ACTIVITY: Search the entries for the word "warn" and copy each line that has it.

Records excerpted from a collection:
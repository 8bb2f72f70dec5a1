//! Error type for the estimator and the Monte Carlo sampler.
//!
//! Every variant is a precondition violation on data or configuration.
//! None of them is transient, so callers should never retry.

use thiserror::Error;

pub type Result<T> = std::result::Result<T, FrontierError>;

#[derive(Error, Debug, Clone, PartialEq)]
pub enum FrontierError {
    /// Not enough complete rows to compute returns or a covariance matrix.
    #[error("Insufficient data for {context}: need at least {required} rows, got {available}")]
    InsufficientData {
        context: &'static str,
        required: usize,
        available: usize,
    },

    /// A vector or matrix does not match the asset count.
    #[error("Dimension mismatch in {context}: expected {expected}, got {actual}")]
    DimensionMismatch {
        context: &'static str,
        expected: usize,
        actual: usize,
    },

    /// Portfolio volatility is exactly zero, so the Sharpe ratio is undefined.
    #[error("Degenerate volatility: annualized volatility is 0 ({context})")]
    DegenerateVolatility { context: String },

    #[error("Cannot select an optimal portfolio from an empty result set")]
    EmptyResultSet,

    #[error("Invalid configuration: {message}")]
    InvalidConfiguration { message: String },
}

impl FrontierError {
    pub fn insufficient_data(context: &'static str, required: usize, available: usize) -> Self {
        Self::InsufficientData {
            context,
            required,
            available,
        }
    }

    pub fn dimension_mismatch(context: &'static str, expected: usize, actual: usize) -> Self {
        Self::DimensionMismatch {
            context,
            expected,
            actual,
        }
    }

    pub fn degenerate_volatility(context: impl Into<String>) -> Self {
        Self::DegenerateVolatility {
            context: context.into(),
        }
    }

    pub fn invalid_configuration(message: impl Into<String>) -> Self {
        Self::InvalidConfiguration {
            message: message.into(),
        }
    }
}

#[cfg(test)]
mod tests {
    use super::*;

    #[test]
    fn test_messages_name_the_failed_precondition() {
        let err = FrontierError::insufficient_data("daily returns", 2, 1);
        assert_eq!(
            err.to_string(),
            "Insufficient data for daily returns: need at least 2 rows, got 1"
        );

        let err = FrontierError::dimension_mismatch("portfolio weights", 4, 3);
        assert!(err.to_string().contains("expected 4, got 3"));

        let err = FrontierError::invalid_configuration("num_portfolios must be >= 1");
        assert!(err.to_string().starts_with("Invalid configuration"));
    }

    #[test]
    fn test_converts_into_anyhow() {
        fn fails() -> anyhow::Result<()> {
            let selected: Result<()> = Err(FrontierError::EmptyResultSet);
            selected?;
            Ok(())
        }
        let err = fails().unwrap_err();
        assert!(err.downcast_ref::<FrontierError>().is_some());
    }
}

---

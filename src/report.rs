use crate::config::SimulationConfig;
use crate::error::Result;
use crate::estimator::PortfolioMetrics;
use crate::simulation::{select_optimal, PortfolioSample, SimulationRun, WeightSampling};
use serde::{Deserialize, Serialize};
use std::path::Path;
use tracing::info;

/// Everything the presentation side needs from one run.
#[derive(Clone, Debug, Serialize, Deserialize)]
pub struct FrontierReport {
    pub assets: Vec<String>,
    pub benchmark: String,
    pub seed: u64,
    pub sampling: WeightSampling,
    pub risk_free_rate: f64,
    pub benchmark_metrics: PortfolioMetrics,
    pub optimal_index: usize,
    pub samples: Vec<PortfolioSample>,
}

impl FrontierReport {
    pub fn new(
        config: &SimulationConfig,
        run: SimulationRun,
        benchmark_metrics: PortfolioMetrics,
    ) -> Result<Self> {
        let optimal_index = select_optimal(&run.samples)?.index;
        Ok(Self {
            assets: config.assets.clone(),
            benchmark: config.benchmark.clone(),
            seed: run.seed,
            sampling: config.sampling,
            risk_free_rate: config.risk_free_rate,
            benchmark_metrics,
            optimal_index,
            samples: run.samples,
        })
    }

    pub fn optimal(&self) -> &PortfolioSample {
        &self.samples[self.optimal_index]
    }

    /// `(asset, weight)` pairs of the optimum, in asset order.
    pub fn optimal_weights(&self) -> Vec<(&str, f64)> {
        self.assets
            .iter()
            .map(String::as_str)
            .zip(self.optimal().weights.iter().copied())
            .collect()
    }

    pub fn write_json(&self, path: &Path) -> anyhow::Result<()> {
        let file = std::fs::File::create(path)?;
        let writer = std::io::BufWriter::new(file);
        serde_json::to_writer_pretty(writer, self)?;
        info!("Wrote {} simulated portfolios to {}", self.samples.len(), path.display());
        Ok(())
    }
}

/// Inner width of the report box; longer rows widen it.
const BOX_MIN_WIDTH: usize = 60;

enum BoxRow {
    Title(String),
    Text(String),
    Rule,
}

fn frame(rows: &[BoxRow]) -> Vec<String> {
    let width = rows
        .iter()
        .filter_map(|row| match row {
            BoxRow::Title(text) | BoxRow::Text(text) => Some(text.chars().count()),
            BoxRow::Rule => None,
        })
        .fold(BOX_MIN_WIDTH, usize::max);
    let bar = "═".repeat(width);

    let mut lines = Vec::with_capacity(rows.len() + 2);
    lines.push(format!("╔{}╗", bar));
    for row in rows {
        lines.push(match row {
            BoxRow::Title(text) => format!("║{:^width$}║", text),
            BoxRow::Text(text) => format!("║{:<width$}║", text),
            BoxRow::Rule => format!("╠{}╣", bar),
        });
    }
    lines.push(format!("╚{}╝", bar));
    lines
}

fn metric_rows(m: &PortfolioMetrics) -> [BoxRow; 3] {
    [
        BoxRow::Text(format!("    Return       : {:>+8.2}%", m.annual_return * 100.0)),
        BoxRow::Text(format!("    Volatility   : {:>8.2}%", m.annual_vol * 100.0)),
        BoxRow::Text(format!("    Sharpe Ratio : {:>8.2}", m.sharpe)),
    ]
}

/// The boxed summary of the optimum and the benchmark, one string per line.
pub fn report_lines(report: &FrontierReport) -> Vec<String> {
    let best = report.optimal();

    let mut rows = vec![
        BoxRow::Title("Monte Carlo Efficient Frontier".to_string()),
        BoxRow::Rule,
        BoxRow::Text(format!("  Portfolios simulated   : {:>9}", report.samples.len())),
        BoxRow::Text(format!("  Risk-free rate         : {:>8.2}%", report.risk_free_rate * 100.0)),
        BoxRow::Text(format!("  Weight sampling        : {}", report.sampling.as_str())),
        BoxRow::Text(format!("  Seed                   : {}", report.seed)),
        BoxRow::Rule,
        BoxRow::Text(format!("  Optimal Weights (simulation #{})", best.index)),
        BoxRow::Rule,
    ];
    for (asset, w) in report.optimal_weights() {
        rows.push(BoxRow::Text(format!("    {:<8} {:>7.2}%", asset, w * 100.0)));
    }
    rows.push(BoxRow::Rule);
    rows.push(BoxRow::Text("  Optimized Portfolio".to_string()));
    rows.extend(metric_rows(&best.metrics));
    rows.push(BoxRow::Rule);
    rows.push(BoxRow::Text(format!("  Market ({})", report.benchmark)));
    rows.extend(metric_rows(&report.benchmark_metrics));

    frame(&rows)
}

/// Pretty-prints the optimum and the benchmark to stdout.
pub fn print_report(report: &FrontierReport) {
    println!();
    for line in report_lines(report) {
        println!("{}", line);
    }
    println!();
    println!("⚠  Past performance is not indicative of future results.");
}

...

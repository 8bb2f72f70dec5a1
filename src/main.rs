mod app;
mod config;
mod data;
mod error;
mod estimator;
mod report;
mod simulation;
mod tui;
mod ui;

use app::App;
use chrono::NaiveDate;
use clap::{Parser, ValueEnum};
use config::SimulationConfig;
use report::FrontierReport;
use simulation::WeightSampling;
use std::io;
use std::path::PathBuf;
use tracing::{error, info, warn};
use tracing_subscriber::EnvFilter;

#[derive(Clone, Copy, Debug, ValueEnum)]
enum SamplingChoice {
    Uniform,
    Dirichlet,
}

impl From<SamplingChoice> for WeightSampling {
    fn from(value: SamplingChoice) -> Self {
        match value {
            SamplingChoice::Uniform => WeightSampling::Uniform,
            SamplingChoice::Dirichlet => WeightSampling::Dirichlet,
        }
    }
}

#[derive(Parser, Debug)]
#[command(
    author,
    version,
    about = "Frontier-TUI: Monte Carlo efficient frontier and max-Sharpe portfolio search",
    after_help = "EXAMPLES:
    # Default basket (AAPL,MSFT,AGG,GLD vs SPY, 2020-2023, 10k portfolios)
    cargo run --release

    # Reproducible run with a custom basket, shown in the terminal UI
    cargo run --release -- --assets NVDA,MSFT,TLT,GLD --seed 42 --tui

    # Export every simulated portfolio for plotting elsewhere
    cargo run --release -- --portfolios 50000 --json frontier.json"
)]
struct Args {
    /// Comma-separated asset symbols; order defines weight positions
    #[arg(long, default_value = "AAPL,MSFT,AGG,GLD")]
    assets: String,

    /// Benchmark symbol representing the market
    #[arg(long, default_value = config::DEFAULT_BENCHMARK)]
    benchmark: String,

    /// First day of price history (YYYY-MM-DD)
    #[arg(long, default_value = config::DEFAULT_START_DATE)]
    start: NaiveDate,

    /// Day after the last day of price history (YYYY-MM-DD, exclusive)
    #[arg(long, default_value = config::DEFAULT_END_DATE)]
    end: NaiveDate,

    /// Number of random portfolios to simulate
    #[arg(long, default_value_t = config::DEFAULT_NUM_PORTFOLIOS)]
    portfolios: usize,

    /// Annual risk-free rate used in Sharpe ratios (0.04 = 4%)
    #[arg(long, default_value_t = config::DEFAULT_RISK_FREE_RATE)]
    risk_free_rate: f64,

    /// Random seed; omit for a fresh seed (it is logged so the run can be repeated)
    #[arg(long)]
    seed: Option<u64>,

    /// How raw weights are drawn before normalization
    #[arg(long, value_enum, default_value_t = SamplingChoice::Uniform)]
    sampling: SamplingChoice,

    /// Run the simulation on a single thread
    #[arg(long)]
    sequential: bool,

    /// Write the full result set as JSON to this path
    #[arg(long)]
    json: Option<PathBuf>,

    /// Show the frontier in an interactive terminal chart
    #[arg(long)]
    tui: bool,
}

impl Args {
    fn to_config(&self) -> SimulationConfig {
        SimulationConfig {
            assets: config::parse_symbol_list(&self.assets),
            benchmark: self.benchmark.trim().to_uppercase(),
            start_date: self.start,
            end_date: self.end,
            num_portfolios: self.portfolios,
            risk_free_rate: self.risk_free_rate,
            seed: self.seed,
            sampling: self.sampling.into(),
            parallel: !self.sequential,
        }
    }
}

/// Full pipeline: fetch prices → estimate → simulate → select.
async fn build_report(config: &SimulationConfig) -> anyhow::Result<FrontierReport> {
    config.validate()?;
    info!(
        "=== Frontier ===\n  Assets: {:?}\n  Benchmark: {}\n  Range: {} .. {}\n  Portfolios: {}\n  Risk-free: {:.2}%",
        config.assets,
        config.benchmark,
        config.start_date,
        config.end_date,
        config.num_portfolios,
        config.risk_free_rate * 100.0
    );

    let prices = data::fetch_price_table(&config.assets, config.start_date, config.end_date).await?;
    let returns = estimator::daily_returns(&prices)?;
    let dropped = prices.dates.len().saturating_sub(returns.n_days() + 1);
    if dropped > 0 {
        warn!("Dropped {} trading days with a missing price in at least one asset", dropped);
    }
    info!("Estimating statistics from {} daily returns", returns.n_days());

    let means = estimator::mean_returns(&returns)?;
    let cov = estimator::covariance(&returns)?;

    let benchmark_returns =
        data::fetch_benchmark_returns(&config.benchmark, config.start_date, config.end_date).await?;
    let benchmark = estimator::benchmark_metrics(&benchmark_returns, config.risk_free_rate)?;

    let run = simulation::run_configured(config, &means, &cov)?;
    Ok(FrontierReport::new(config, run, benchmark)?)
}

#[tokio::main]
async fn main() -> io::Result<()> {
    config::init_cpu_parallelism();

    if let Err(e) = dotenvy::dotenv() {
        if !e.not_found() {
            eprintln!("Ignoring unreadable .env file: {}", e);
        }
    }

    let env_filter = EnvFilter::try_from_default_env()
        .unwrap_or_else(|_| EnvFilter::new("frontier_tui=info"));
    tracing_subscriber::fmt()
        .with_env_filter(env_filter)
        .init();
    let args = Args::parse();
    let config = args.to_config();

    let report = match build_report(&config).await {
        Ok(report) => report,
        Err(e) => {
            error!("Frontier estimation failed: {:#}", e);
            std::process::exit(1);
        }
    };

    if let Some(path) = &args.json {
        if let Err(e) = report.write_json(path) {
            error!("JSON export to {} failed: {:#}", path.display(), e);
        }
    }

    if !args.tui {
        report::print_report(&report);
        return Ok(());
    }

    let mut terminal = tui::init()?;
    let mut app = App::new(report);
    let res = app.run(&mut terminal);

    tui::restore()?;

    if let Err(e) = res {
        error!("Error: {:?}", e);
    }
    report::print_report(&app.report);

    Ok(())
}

RESULT FOR THIS TASK:
use tracing::{error, info, warn};
        warn!("Dropped {} trading days with a missing price in at least one asset", dropped);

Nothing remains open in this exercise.